Présentée comme une démonstration scientifique, une récente étude sur les ESOD diffusée par le Muséum national d’histoire naturelle de Paris suscite une vive indignation du côté des chasseurs et des piégeurs.

Derrière la mise en scène d’un gentil renard injustement accusé, ses conclusions interrogent : aucun lien entre régulation et dégâts, et des coûts prétendument jusqu’à 8 fois supérieurs aux dommages évités. Une interprétation jugée biaisée par les chasseurs, acteurs de terrain, qui rappellent cette réalité passée sous silence dans cette étude : l’engagement bénévole des chasseurs et des piégeurs, estimé à 130 millions d’euros par an au service de l’intérêt général.

Cette étude omet une évidence : si les dégâts ne baissent pas, c’est peut-être précisément parce que la régulation actuelle permet d’en contenir l’augmentation.
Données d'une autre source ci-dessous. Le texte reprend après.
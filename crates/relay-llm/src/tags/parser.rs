//! Incremental `<tool>{json}</tool>` envelope parser.
//!
//! The parser never holds text back from the caller; it only keeps the
//! undecided suffix it needs to recognize markers split across chunks.
//!
//! After each character the parser finds the longest suffix of its buffer
//! that is also a prefix of some marker. A partial overlap defers the
//! decision. A full open marker starts an envelope and resets the buffer to
//! the marker text. A full close marker ends the envelope: the payload is
//! whatever lies between the last matching open marker and the close marker.
//! With no envelope open the buffer is trimmed to the surviving overlap, so
//! tag-free text costs no memory.
//!
//! While an envelope is open only open markers and that tool's own close
//! marker are decisive; other close markers are ordinary payload text.
//! This keeps every `Start` paired with exactly one `End` or `Error`: a
//! foreign close marker can never end or orphan the envelope in progress.

use serde_json::{Map, Value};

use crate::error::TagError;

/// Outcome of feeding text to a [`ToolTagParser`].
#[derive(Clone, Debug, PartialEq)]
pub enum TagEvent {
    /// An open marker completed.
    Start {
        /// Tool name.
        name: String,
    },
    /// A close marker completed and the payload parsed as a JSON object.
    End {
        /// Tool name.
        name: String,
        /// Parsed parameters.
        params: Map<String, Value>,
    },
    /// The envelope could not be delivered.
    Error {
        /// Tool name.
        name: String,
        /// Why.
        error: TagError,
    },
}

impl TagEvent {
    /// Tool name this event concerns.
    pub fn name(&self) -> &str {
        match self {
            Self::Start { name } | Self::End { name, .. } | Self::Error { name, .. } => name,
        }
    }
}

#[derive(Clone, Copy, Debug, PartialEq, Eq)]
enum MarkerKind {
    Open,
    Close,
}

#[derive(Clone, Debug)]
struct Marker {
    tool: usize,
    kind: MarkerKind,
    text: String,
}

/// Streaming envelope parser for a fixed set of tool names.
#[derive(Clone, Debug)]
pub struct ToolTagParser {
    names: Vec<String>,
    markers: Vec<Marker>,
    buffer: String,
    open: Option<usize>,
}

impl ToolTagParser {
    /// Parser recognizing `<name>` / `</name>` for each name. Empty and
    /// duplicate names are ignored.
    pub fn new<I, S>(names: I) -> Self
    where
        I: IntoIterator<Item = S>,
        S: Into<String>,
    {
        let mut unique: Vec<String> = Vec::new();
        for name in names {
            let name = name.into();
            if !name.is_empty() && !unique.contains(&name) {
                unique.push(name);
            }
        }
        let markers = unique
            .iter()
            .enumerate()
            .flat_map(|(tool, name)| {
                [
                    Marker {
                        tool,
                        kind: MarkerKind::Open,
                        text: format!("<{name}>"),
                    },
                    Marker {
                        tool,
                        kind: MarkerKind::Close,
                        text: format!("</{name}>"),
                    },
                ]
            })
            .collect();
        Self {
            names: unique,
            markers,
            buffer: String::new(),
            open: None,
        }
    }

    /// Tool names this parser recognizes.
    pub fn names(&self) -> &[String] {
        &self.names
    }

    /// Name of the envelope currently open, if any.
    pub fn open_tool(&self) -> Option<&str> {
        self.open.map(|i| self.names[i].as_str())
    }

    /// Bytes currently held for marker matching.
    pub fn buffered_len(&self) -> usize {
        self.buffer.len()
    }

    /// Feed one text fragment.
    pub fn push(&mut self, chunk: &str) -> Vec<TagEvent> {
        let mut events = Vec::new();
        for ch in chunk.chars() {
            self.buffer.push(ch);
            self.step(&mut events);
        }
        events
    }

    /// End of input. An envelope still open is closed as if its close
    /// marker had arrived, so every `Start` gets exactly one `End` or `Error`.
    pub fn finish(&mut self) -> Vec<TagEvent> {
        let mut events = Vec::new();
        if let Some(tool) = self.open {
            let close = self.marker_text(tool, MarkerKind::Close).to_owned();
            self.buffer.push_str(&close);
            self.close(tool, &mut events);
        }
        self.buffer.clear();
        events
    }

    fn step(&mut self, events: &mut Vec<TagEvent>) {
        let Some((index, len)) = self.best_overlap() else {
            if self.open.is_none() {
                self.buffer.clear();
            }
            return;
        };

        let marker = &self.markers[index];
        if len == marker.text.len() {
            let (tool, kind) = (marker.tool, marker.kind);
            match kind {
                MarkerKind::Open => self.start(tool, events),
                MarkerKind::Close => self.close(tool, events),
            }
        } else if self.open.is_none() {
            let keep_from = self.buffer.len() - len;
            let _ = self.buffer.drain(..keep_from);
        }
    }

    /// Longest buffer suffix that prefixes a decisive marker. Ties go to a
    /// complete marker.
    fn best_overlap(&self) -> Option<(usize, usize)> {
        let mut best: Option<(usize, usize, bool)> = None;
        for (index, marker) in self.markers.iter().enumerate() {
            let decisive = match (marker.kind, self.open) {
                (MarkerKind::Open, _) | (MarkerKind::Close, None) => true,
                (MarkerKind::Close, Some(open)) => open == marker.tool,
            };
            if !decisive {
                continue;
            }
            let len = overlap(&self.buffer, &marker.text);
            if len == 0 {
                continue;
            }
            let complete = len == marker.text.len();
            let better = match best {
                None => true,
                Some((_, best_len, best_complete)) => {
                    len > best_len || (len == best_len && complete && !best_complete)
                }
            };
            if better {
                best = Some((index, len, complete));
            }
        }
        best.map(|(index, len, _)| (index, len))
    }

    fn start(&mut self, tool: usize, events: &mut Vec<TagEvent>) {
        if let Some(previous) = self.open.take() {
            events.push(TagEvent::Error {
                name: self.names[previous].clone(),
                error: TagError::Superseded {
                    by: self.names[tool].clone(),
                },
            });
        }
        self.open = Some(tool);
        self.buffer = self.marker_text(tool, MarkerKind::Open).to_owned();
        events.push(TagEvent::Start {
            name: self.names[tool].clone(),
        });
    }

    fn close(&mut self, tool: usize, events: &mut Vec<TagEvent>) {
        let name = self.names[tool].clone();
        let open_text = self.marker_text(tool, MarkerKind::Open);
        let body_end = self.buffer.len() - self.marker_text(tool, MarkerKind::Close).len();

        let event = match self.buffer[..body_end].rfind(open_text) {
            None => TagEvent::Error {
                name,
                error: TagError::UnexpectedClosingTag,
            },
            Some(at) => match parse_payload(&self.buffer[at + open_text.len()..body_end]) {
                Ok(params) => TagEvent::End { name, params },
                Err(error) => TagEvent::Error { name, error },
            },
        };
        events.push(event);
        self.buffer.clear();
        self.open = None;
    }

    fn marker_text(&self, tool: usize, kind: MarkerKind) -> &str {
        let offset = match kind {
            MarkerKind::Open => 0,
            MarkerKind::Close => 1,
        };
        &self.markers[tool * 2 + offset].text
    }
}

/// Length of the longest suffix of `buffer` that is a prefix of `marker`.
fn overlap(buffer: &str, marker: &str) -> usize {
    let max = buffer.len().min(marker.len());
    (1..=max)
        .rev()
        .find(|&k| marker.is_char_boundary(k) && buffer.ends_with(&marker[..k]))
        .unwrap_or(0)
}

fn parse_payload(raw: &str) -> Result<Map<String, Value>, TagError> {
    match serde_json::from_str::<Value>(raw.trim()) {
        Ok(Value::Object(params)) => Ok(params),
        Ok(other) => Err(TagError::PayloadNotObject {
            found: json_type(&other),
        }),
        Err(e) => Err(TagError::InvalidPayload {
            reason: e.to_string(),
        }),
    }
}

fn json_type(value: &Value) -> &'static str {
    match value {
        Value::Null => "null",
        Value::Bool(_) => "boolean",
        Value::Number(_) => "number",
        Value::String(_) => "string",
        Value::Array(_) => "array",
        Value::Object(_) => "object",
    }
}

// ─────────────────────────────────────────────────────────────────────────────
// Tests
// ─────────────────────────────────────────────────────────────────────────────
Plus encore, cette étude omet une évidence : si les dégâts ne baissent pas, c’est peut-être précisément parce que la régulation actuelle permet d’en contenir l’augmentation. Pour Willy Schraen, le président de la FNC, « Cette pseudo-étude […] conclut que malgré la régulation de 1,7 million de nuisibles, la facture des dégâts ne baisse pas. C’est très amusant comme conclusion. Personne n’a imaginé objectivement, que c’était peut-être grâce à ce niveau de régulation que les dégâts n’augmentent justement pas ! » Une hypothèse en effet écartée d’un revers de main par l’auteur de l’étude qui démontre que son raisonnement est orienté. Dans ce contexte, alors que la révision de la liste des ESOD est imminente, il est évident que cette publication est un outil militant, destiné à peser sur le débat public.